Neural Comput. 2009 Jun;21(6):1520-53. doi: 10.1162/neco.2009.03-07-495.
The Eriksen task is a classical paradigm that explores the effects of competing sensory inputs on response tendencies and the nature of selective attention in controlling these processes. In this task, conflicting flanker stimuli interfere with the processing of a central target, especially on short reaction time trials. This task has been modeled by neural networks and more recently by a normative Bayesian account. Here, we analyze the dynamics of the Bayesian models, which are nonlinear, coupled discrete time dynamical systems, by considering simplified, approximate systems that are linear and decoupled. Analytical solutions of these allow us to describe how posterior probabilities and psychometric functions depend on model parameters. We compare our results with numerical simulations of the original models and derive fits to experimental data, showing that agreements are rather good. We also investigate continuum limits of these simplified dynamical systems and demonstrate that Bayesian updating is closely related to a drift-diffusion process, whose implementation in neural network models has been extensively studied. This provides insight into how neural substrates can implement Bayesian computations.

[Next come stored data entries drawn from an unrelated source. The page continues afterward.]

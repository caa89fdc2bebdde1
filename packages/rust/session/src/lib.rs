//! Browser session management for JobPilot.
//!
//! This crate provides:
//! - [`Browser`] / [`BrowserBackend`]: the automation backend seam
//! - [`WebDriverBackend`]: W3C WebDriver client over HTTP
//! - [`SessionManager`]: lifecycle, authentication, bounded operations
//! - [`SessionLock`]: lock file used to reclaim orphaned resources

pub mod browser;
pub mod lock;
pub mod manager;
#[cfg(any(test, feature = "test-util"))]
pub mod testing;
pub mod webdriver;

pub use browser::{Browser, BrowserBackend, ResourceHandle};
pub use lock::SessionLock;
pub use manager::{
    PageKind, SessionManager, SessionOptions, SessionState, classify_page, reclaim_orphan,
};
pub use webdriver::{WebDriverBackend, WebDriverSession};
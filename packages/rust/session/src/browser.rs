//! Automation backend traits.
//!
//! A [`BrowserBackend`] hands out [`Browser`] resources and can reclaim one
//! left behind by a previous process, identified by its [`ResourceHandle`].

use async_trait::async_trait;
use jobpilot_shared::Result;
use serde::{Deserialize, Serialize};
use url::Url;

/// Identifies an acquired browser resource so it can be released later,
/// possibly by another process.
#[derive(Debug, Clone, PartialEq, Eq, Serialize, Deserialize)]
pub struct ResourceHandle {
    /// Backend that produced the handle.
    pub backend: String,
    /// Backend-specific resource id (e.g. a WebDriver session id).
    pub id: String,
    /// Where the resource lives (e.g. the WebDriver endpoint).
    pub endpoint: String,
}

/// A live browser controlled by the engine.
#[async_trait]
pub trait Browser: Send + Sync {
    async fn navigate(&self, url: &Url) -> Result<()>;

    async fn current_url(&self) -> Result<Url>;

    /// The rendered document.
    async fn page_source(&self) -> Result<String>;

    /// Click the first element matching a CSS selector.
    async fn click(&self, selector: &str) -> Result<()>;

    /// Replace the value of the first element matching a CSS selector.
    async fn fill(&self, selector: &str, value: &str) -> Result<()>;

    /// Scroll to the bottom of the page to trigger incremental loading.
    async fn scroll_to_bottom(&self) -> Result<()>;

    /// Release the underlying resource.
    async fn quit(&self) -> Result<()>;
}

/// Produces browsers and reclaims orphaned ones.
#[async_trait]
pub trait BrowserBackend: Send + Sync {
    fn name(&self) -> &str;

    async fn acquire(&self) -> Result<(Box<dyn Browser>, ResourceHandle)>;

    /// Release a resource acquired by a previous process. Releasing a
    /// resource that no longer exists is not an error.
    async fn reclaim(&self, handle: &ResourceHandle) -> Result<()>;
}
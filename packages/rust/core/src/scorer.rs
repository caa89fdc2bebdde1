//! Candidate matching: weighted compatibility between a posting and the profile.
//!
//! Pure and deterministic. Each sub-score lies in `[0, 100]`; the total is
//! the weighted sum, rounded to two decimals.

use std::collections::BTreeSet;

use regex::Regex;

use jobpilot_shared::{
    JobPilotError, JobPosting, MatchResult, MatchWeights, ProfileCriteria, Result, SubScores,
};

/// Built-in skill vocabulary, grouped by area.
const SKILL_VOCABULARY: &[&[&str]] = &[
    // programming
    &[
        "python", "java", "javascript", "typescript", "c++", "c#", "go", "rust", "php", "ruby",
        "swift", "kotlin", "scala", "r", "matlab", "sql",
    ],
    // data
    &[
        "machine learning", "deep learning", "artificial intelligence", "ai", "data analysis",
        "statistics", "pandas", "numpy", "scikit-learn", "tensorflow", "pytorch", "keras",
        "spark", "hadoop", "tableau", "power bi", "excel",
    ],
    // web
    &[
        "html", "css", "react", "angular", "vue", "node.js", "express", "django", "flask",
        "spring", "laravel", "ruby on rails", "api", "rest", "graphql", "microservices",
    ],
    // cloud
    &[
        "aws", "azure", "gcp", "google cloud", "amazon web services", "docker", "kubernetes",
        "terraform", "ansible", "jenkins", "ci/cd", "devops", "serverless", "lambda",
    ],
    // databases
    &[
        "mysql", "postgresql", "mongodb", "redis", "elasticsearch", "oracle", "sql server",
        "sqlite", "cassandra", "dynamodb",
    ],
    // soft skills
    &[
        "leadership", "communication", "teamwork", "problem solving", "project management",
        "agile", "scrum", "mentoring", "presentation",
    ],
];

const EDUCATION_KEYWORDS: &[&str] = &["bachelor", "master", "phd", "degree", "diploma", "certification"];

const REMOTE_MARKERS: &[&str] = &["remote", "work from home", "wfh", "distributed", "virtual"];

const EXPERIENCE_PATTERNS: &[&str] = &[
    r"(\d+)\+?\s*years?\s*(?:of\s*)?experience",
    r"(\d+)\+?\s*years?\s*in",
    r"minimum\s*(\d+)\s*years?",
    r"at\s*least\s*(\d+)\s*years?",
];

/// A skill and the token-boundary pattern that finds it in lowercase text.
struct SkillPattern {
    skill: String,
    pattern: Regex,
}

fn skill_pattern(skill: &str) -> Result<Regex> {
    Regex::new(&format!(
        r"(?:^|[^a-z0-9+#.]){}(?:$|[^a-z0-9+#])",
        regex::escape(skill)
    ))
    .map_err(|e| JobPilotError::validation(format!("invalid skill pattern '{skill}': {e}")))
}

pub struct MatchScorer {
    profile: ProfileCriteria,
    weights: MatchWeights,
    skills: Vec<SkillPattern>,
    experience: Vec<Regex>,
}

impl MatchScorer {
    /// Build a scorer for one profile. Fails if the weights do not sum to one.
    pub fn new(profile: ProfileCriteria, weights: MatchWeights) -> Result<Self> {
        weights.validate()?;

        let vocabulary: BTreeSet<String> = SKILL_VOCABULARY
            .iter()
            .flat_map(|area| area.iter().map(|s| s.to_string()))
            .chain(profile.skills.iter().cloned())
            .collect();
        let skills = vocabulary
            .into_iter()
            .map(|skill| {
                let pattern = skill_pattern(&skill)?;
                Ok(SkillPattern { skill, pattern })
            })
            .collect::<Result<Vec<_>>>()?;

        let experience = EXPERIENCE_PATTERNS
            .iter()
            .map(|p| Regex::new(p).map_err(|e| JobPilotError::validation(e.to_string())))
            .collect::<Result<Vec<_>>>()?;

        Ok(Self {
            profile,
            weights,
            skills,
            experience,
        })
    }

    pub fn profile(&self) -> &ProfileCriteria {
        &self.profile
    }

    /// Skills the posting asks for, drawn from the vocabulary and the profile.
    pub fn required_skills(&self, text: &str) -> BTreeSet<String> {
        let text = text.to_lowercase();
        self.skills
            .iter()
            .filter(|s| s.pattern.is_match(&text))
            .map(|s| s.skill.clone())
            .collect()
    }

    /// Largest "N years" figure stated in the text.
    pub fn required_years(&self, text: &str) -> Option<u32> {
        let text = text.to_lowercase();
        self.experience
            .iter()
            .flat_map(|re| re.captures_iter(&text))
            .filter_map(|c| c.get(1)?.as_str().parse::<u32>().ok())
            .max()
    }

    pub fn score(&self, posting: &JobPosting) -> MatchResult {
        let text = format!("{}\n{}", posting.title, posting.requirements);
        let lower = text.to_lowercase();

        let required = self.required_skills(&text);
        let matched: BTreeSet<String> = required
            .intersection(&self.profile.skills)
            .cloned()
            .collect();
        let missing: BTreeSet<String> = required.difference(&self.profile.skills).cloned().collect();

        let breakdown = SubScores {
            skills: if required.is_empty() {
                0.0
            } else {
                matched.len() as f64 / required.len() as f64 * 100.0
            },
            experience: self.experience_score(&text),
            education: self.education_score(&lower),
            location: self.location_score(posting, &lower),
            industry: self.industry_score(posting, &lower),
        };

        let w = &self.weights;
        let total = breakdown.skills * w.skills
            + breakdown.experience * w.experience
            + breakdown.education * w.education
            + breakdown.location * w.location
            + breakdown.industry * w.industry;
        let score = ((total * 100.0).round() / 100.0).clamp(0.0, 100.0);

        MatchResult {
            posting_id: posting.id.clone(),
            score,
            matched_skills: matched,
            missing_skills: missing,
            breakdown,
        }
    }

    fn experience_score(&self, text: &str) -> f64 {
        match self.required_years(text) {
            Some(required) if required > self.profile.experience_years => {
                self.profile.experience_years as f64 / required as f64 * 100.0
            }
            _ => 100.0,
        }
    }

    fn education_score(&self, lower: &str) -> f64 {
        let required: Vec<&str> = EDUCATION_KEYWORDS
            .iter()
            .copied()
            .filter(|k| lower.contains(k))
            .collect();
        if required.is_empty() {
            return 100.0;
        }
        let held = self.profile.education.join(" ").to_lowercase();
        if required.iter().any(|k| held.contains(k)) {
            100.0
        } else {
            50.0
        }
    }

    fn location_score(&self, posting: &JobPosting, lower: &str) -> f64 {
        let location = posting.location.as_deref().unwrap_or_default().to_lowercase();
        let remote = REMOTE_MARKERS
            .iter()
            .any(|m| location.contains(m) || lower.contains(m));

        if remote && self.profile.remote_ok {
            return 100.0;
        }
        match &self.profile.location {
            Some(preferred) => {
                let preferred = preferred.to_lowercase();
                if location.contains(&preferred) || lower.contains(&preferred) {
                    100.0
                } else {
                    50.0
                }
            }
            None => 75.0,
        }
    }

    fn industry_score(&self, posting: &JobPosting, lower: &str) -> f64 {
        if self.profile.industries.is_empty() {
            return 75.0;
        }
        let company = posting.company.to_lowercase();
        let hit = self.profile.industries.iter().any(|i| {
            let i = i.trim().to_lowercase();
            !i.is_empty() && (lower.contains(&i) || company.contains(&i))
        });
        if hit { 100.0 } else { 50.0 }
    }
}

#[cfg(test)]
mod tests {
    use super::*;
    use chrono::Utc;
    use jobpilot_shared::PostingId;
    use url::Url;

    fn posting(title: &str, requirements: &str, location: Option<&str>) -> JobPosting {
        let url = Url::parse("https://jobs.example.com/view/1").unwrap();
        JobPosting {
            id: PostingId::from_url(&url),
            url,
            title: title.into(),
            company: "Acme Analytics".into(),
            location: location.map(String::from),
            easy_apply: true,
            requirements: requirements.into(),
            discovered_at: Utc::now(),
        }
    }

    fn profile() -> ProfileCriteria {
        ProfileCriteria {
            keywords: vec!["Data Analyst".into()],
            skills: ["python", "sql", "tableau"].into_iter().map(String::from).collect(),
            experience_years: 3,
            education: vec!["Bachelor of Science in Statistics".into()],
            location: Some("Berlin".into()),
            remote_ok: true,
            industries: vec!["analytics".into()],
            blacklisted_companies: vec![],
        }
    }

    fn scorer() -> MatchScorer {
        MatchScorer::new(profile(), MatchWeights::default()).unwrap()
    }

    #[test]
    fn perfect_match_scores_100() {
        let p = posting(
            "Data Analyst",
            "Python and SQL. Tableau dashboards. 2 years of experience. Bachelor degree.",
            Some("Berlin, Germany"),
        );
        let result = scorer().score(&p);
        assert_eq!(result.score, 100.0);
        assert!(result.missing_skills.is_empty());
        assert_eq!(result.matched_skills.len(), 3);
    }

    #[test]
    fn sub_scores_follow_rules() {
        let p = posting(
            "Senior Analyst",
            "Python, Spark and AWS. At least 6 years in analytics. Master's degree required.",
            Some("Munich"),
        );
        let result = scorer().score(&p);
        let b = result.breakdown;

        // python matched; spark and aws missing
        assert!((b.skills - 100.0 / 3.0).abs() < 1e-9);
        assert_eq!(
            result.missing_skills,
            ["aws", "spark"].iter().map(|s| s.to_string()).collect::<BTreeSet<_>>()
        );
        assert_eq!(b.experience, 50.0);
        // "degree" required, but the profile says "bachelor of science" only
        assert_eq!(b.education, 50.0);
        assert_eq!(b.location, 50.0);
        assert_eq!(b.industry, 100.0);

        let expected = b.skills * 0.40 + 50.0 * 0.25 + 50.0 * 0.15 + 50.0 * 0.10 + 100.0 * 0.10;
        assert_eq!(result.score, (expected * 100.0).round() / 100.0);
    }

    #[test]
    fn no_named_skills_scores_zero_for_skills() {
        let p = posting("Office Manager", "Organised and friendly.", None);
        let result = scorer().score(&p);
        assert_eq!(result.breakdown.skills, 0.0);
        assert!(result.score < 100.0);
    }

    #[test]
    fn skills_match_on_token_boundaries() {
        let s = scorer();
        let found = s.required_skills("We use Go, R and C++ with Node.js; no Django.");
        for skill in ["go", "r", "c++", "node.js", "django"] {
            assert!(found.contains(skill), "missing {skill}");
        }
        let found = s.required_skills("Strong programming background, ongoing training");
        assert!(!found.contains("r"));
        assert!(!found.contains("go"));
    }

    #[test]
    fn remote_satisfies_location_when_accepted() {
        let p = posting("Data Analyst", "Python. Fully remote.", Some("United States"));
        assert_eq!(scorer().score(&p).breakdown.location, 100.0);

        let no_pref = MatchScorer::new(
            ProfileCriteria {
                location: None,
                remote_ok: false,
                ..profile()
            },
            MatchWeights::default(),
        )
        .unwrap();
        assert_eq!(no_pref.score(&p).breakdown.location, 75.0);
    }

    #[test]
    fn deterministic_and_bounded() {
        let s = scorer();
        let samples = [
            posting("", "", None),
            posting("Rust Engineer", "10+ years experience. PhD. Rust, Kubernetes.", Some("Remote")),
            posting("Data Analyst", "SQL SQL SQL python", Some("Berlin")),
        ];
        for p in &samples {
            let a = s.score(p);
            let b = s.score(p);
            assert_eq!(a, b);
            assert!((0.0..=100.0).contains(&a.score));
        }
    }

    #[test]
    fn rejects_bad_weights() {
        let weights = MatchWeights {
            industry: 0.5,
            ..MatchWeights::default()
        };
        assert!(MatchScorer::new(profile(), weights).is_err());
    }
}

埃里克森任务是一种经典范式,用于探究竞争性感官输入对反应倾向的影响以及选择性注意在控制这些过程中的本质。在该任务中,相互冲突的侧翼刺激会干扰对中央目标的处理,尤其是在短反应时试验中。此任务已通过神经网络建模,最近又有了规范性贝叶斯解释。在此,我们通过考虑简化的、近似的线性且解耦的系统来分析贝叶斯模型的动力学,这些模型是非线性、耦合离散时间动力系统。这些系统的解析解使我们能够描述后验概率和心理测量函数如何依赖于模型参数。我们将结果与原始模型的数值模拟进行比较,并得出与实验数据的拟合,结果表明一致性相当好。我们还研究了这些简化动力系统的连续极限,并证明贝叶斯更新与漂移扩散过程密切相关,神经网络模型中该过程的实现已得到广泛研究。这为神经基质如何实现贝叶斯计算提供了见解。